Hadi Matar, the man charged with the attempted murder of famed novelist Salman Rushdie, admitted he had ‘only read two pages’ of satanic verses, Rushdie’s 1988 novel that angered fundamentalist Muslims around the world. Iran’s former Supreme Leader Ayatalloh Ruhollah Khomeini, who announced a fatwa calling on all Muslims to assassinate Rushdie in 1989, hadn’t read it at all.
satanic verses was not the first – and will not be the last – novel to provoke the rage of a fanatic who does not know the nuances of literature.
In 1922, an Austrian writer named Hugo Bettauer published a novel set in Vienna titled The city without Jews. It sold a quarter of a million copies and became known worldwide, with an English translation published in London and New York. A newly recovered and restored silent film adaptation appeared in the summer of 1924. The following spring, a young Nazi burst into Bettauer’s office and shot him repeatedly. The author died of his injuries two weeks later.
A novel published in a polarized city
As in the United States today, there was a significant gap between rich and poor in early 20th century Vienna.

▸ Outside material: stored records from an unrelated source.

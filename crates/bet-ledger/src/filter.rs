//! Dashboard filters: competition, tipster, outcome and single exact date.

use serde::{Deserialize, Serialize};

use crate::types::{BetRecord, OutcomeKind, UnknownOutcome};

/// Sentinel the selectors use for "no filter".
pub const ALL: &str = "all";

/// Current filter selection. `None` means unfiltered for that clause.
#[derive(Debug, Clone, Default, PartialEq, Eq, Serialize, Deserialize)]
pub struct FilterState {
    pub competition: Option<String>,
    pub tipster: Option<String>,
    pub result: Option<OutcomeKind>,
    /// `YYYY-MM-DD`, as produced by a date picker.
    pub date: Option<String>,
}

impl FilterState {
    /// Build from raw selector values where `"all"` (and, for the date, an
    /// empty string) disables the clause.
    pub fn from_selection(competition: &str, tipster: &str, result: &str, date: &str) -> Result<Self, UnknownOutcome> {
        let select = |v: &str| (v != ALL).then(|| v.to_string());

        let result = if result == ALL { None } else { Some(result.parse()?) };
        let date = (!date.is_empty() && date != ALL).then(|| date.to_string());

        Ok(Self {
            competition: select(competition),
            tipster: select(tipster),
            result,
            date,
        })
    }

    /// All clauses AND-ed; `None` clauses always pass.
    pub fn matches(&self, record: &BetRecord) -> bool {
        if self.competition.as_ref().is_some_and(|c| *c != record.competition) {
            return false;
        }
        if self.tipster.as_ref().is_some_and(|t| *t != record.tipster) {
            return false;
        }
        if self.result.is_some_and(|r| r != record.result) {
            return false;
        }
        if let Some(ref date) = self.date
            && normalize_date(&record.date) != *date
        {
            return false;
        }
        true
    }
}

/// Apply `filters`, preserving the original order.
pub fn filter_records(records: &[BetRecord], filters: &FilterState) -> Vec<BetRecord> {
    records.iter().filter(|r| filters.matches(r)).cloned().collect()
}

/// Bring a sheet date into `YYYY-MM-DD` for comparison with the picker value.
///
/// - ISO timestamps keep the part before the first `T`.
/// - Slash dates are read as `DD/MM/YYYY`; day and month are zero-padded and
///   a 2-digit year gets a `20` prefix (so `1/2/23` → `2023-02-01`).
/// - Anything else is returned trimmed but otherwise unchanged.
pub fn normalize_date(raw: &str) -> String {
    let raw = raw.trim();

    if let Some((day_part, _)) = raw.split_once('T') {
        return day_part.to_string();
    }

    if raw.contains('/') {
        let parts: Vec<&str> = raw.split('/').map(str::trim).collect();
        if let [day, month, year] = parts.as_slice() {
            let year = if year.len() == 2 {
                format!("20{}", year)
            } else {
                year.to_string()
            };
            return format!("{}-{:0>2}-{:0>2}", year, month, day);
        }
    }

    raw.to_string()
}

/// Distinct, non-empty, sorted values of one label column (selector options).
pub fn distinct_labels<F>(records: &[BetRecord], label: F) -> Vec<String>
where
    F: Fn(&BetRecord) -> &str,
{
    let set: std::collections::BTreeSet<&str> = records.iter().map(label).filter(|l| !l.is_empty()).collect();
    set.into_iter().map(str::to_string).collect()
}

/// Competition selector options.
pub fn competition_options(records: &[BetRecord]) -> Vec<String> {
    distinct_labels(records, |r| r.competition.as_str())
}

/// Tipster selector options.
pub fn tipster_options(records: &[BetRecord]) -> Vec<String> {
    distinct_labels(records, |r| r.tipster.as_str())
}

#[cfg(test)]
mod tests {
    use super::*;

    fn bet(id: &str, date: &str, competition: &str, tipster: &str, result: OutcomeKind) -> BetRecord {
        BetRecord {
            id: id.into(),
            date: date.into(),
            competition: competition.into(),
            tipster: tipster.into(),
            home: "A".into(),
            away: "B".into(),
            market: "Over 2.5 Goals".into(),
            units: 1.0,
            odds: 2.0,
            result,
            profit_units: 0.0,
            profit_percent: 0.0,
        }
    }

    fn sample() -> Vec<BetRecord> {
        vec![
            bet("1", "2023-10-25T12:00:00", "La Liga", "Pedro", OutcomeKind::Win),
            bet("2", "25/10/2023", "NBA", "Bot", OutcomeKind::Loss),
            bet("3", "1/2/23", "La Liga", "Bot", OutcomeKind::Void),
            bet("4", "2023-02-01", "Premier League", "Pedro", OutcomeKind::Win),
        ]
    }

    fn ids(records: &[BetRecord]) -> Vec<&str> {
        records.iter().map(|r| r.id.as_str()).collect()
    }

    #[test]
    fn normalizes_iso_timestamp() {
        assert_eq!(normalize_date("2023-10-25T12:00:00"), "2023-10-25");
    }

    #[test]
    fn normalizes_short_slash_date() {
        assert_eq!(normalize_date("1/2/23"), "2023-02-01");
        assert_eq!(normalize_date(" 25/10/2023 "), "2023-10-25");
    }

    #[test]
    fn two_digit_years_always_land_in_2000s() {
        assert_eq!(normalize_date("31/12/99"), "2099-12-31");
    }

    #[test]
    fn other_formats_pass_through() {
        assert_eq!(normalize_date("2023-02-01"), "2023-02-01");
        assert_eq!(normalize_date("Oct 25"), "Oct 25");
        assert_eq!(normalize_date("1/2"), "1/2");
    }

    #[test]
    fn all_clauses_off_returns_everything_in_order() {
        let records = sample();
        let filtered = filter_records(&records, &FilterState::default());
        assert_eq!(filtered, records);

        let from_ui = FilterState::from_selection("all", "all", "all", "").unwrap();
        assert_eq!(from_ui, FilterState::default());
        assert_eq!(filter_records(&records, &from_ui), records);
    }

    #[test]
    fn clauses_are_anded() {
        let records = sample();
        let filters = FilterState::from_selection("La Liga", "Bot", "all", "all").unwrap();
        assert_eq!(ids(&filter_records(&records, &filters)), vec!["3"]);
    }

    #[test]
    fn result_clause() {
        let records = sample();
        let filters = FilterState::from_selection("all", "all", "WIN", "").unwrap();
        assert_eq!(ids(&filter_records(&records, &filters)), vec!["1", "4"]);
    }

    #[test]
    fn date_clause_matches_across_formats() {
        let records = sample();
        let filters = FilterState::from_selection("all", "all", "all", "2023-02-01").unwrap();
        assert_eq!(ids(&filter_records(&records, &filters)), vec!["3", "4"]);

        let filters = FilterState::from_selection("all", "all", "all", "2023-10-25").unwrap();
        assert_eq!(ids(&filter_records(&records, &filters)), vec!["1", "2"]);
    }

    #[test]
    fn competition_match_is_exact() {
        let records = sample();
        let filters = FilterState::from_selection("la liga", "all", "all", "").unwrap();
        assert!(filter_records(&records, &filters).is_empty());
    }

    #[test]
    fn unknown_result_selection_is_rejected() {
        assert!(FilterState::from_selection("all", "all", "GREEN", "").is_err());
    }

    #[test]
    fn selector_options_are_distinct_sorted_and_non_empty() {
        let mut records = sample();
        records.push(bet("5", "2023-01-01", "", "", OutcomeKind::Pending));

        assert_eq!(competition_options(&records), vec!["La Liga", "NBA", "Premier League"]);
        assert_eq!(tipster_options(&records), vec!["Bot", "Pedro"]);
    }
}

The impressive architecture of the city center housed immense wealth, while beyond that reigned desperate misery in the working-class neighborhoods. The opulence of banks and department stores, the culture of theaters and opera – especially in the predominantly Jewish quarter of Leopoldstadt – inevitably aroused deep resentment.
In the years immediately preceding World War I, populist mayor Karl Lueger saw his opportunity: he could win votes by blaming every problem on Jews. Many Jewish refugees would later say that anti-Semitism in Vienna was worse than in Berlin. A poor painter living in a public dormitory in a poor neighborhood north of Leopoldstadt was inspired to build a new ideology following Lueger’s plan. His name was Adolf Hitler.
Hugo Bettauer was born Jewish. Although he converted to Christianity, he never lost touch with his roots. He worked as a journalist and became a prolific novelist.
The city without Jews (Die Stadt ohne Juden), ominously subtitled A novel of tomorrowis a dystopian satire.
“A solid human wall,” he begins, “stretching from the University to Bellaria, surrounded the magnificent and imposing Parliament building. All of Vienna seemed to have come together on that June morning to witness a historic event of incalculable importance.
They came to hear a politician named Dr. Schwertfeger – clearly based on Lueger – proclaim that all Jews must be expelled from the city.
“Heil Dr. Karl Schwertfeger,” shouts the crowd, “Heil, heil, heil, the liberator of Austria.”
Names, facial features and ancestry are studied; even half-breeds are on the list of people to be deported. The synagogues are desecrated and the entire Jewish population is crammed into railway cars with their suitcases.
Watching this scene in the 1924 silent film version of the novel is a chilling experience: it’s like witnessing the Holocaust before it happened.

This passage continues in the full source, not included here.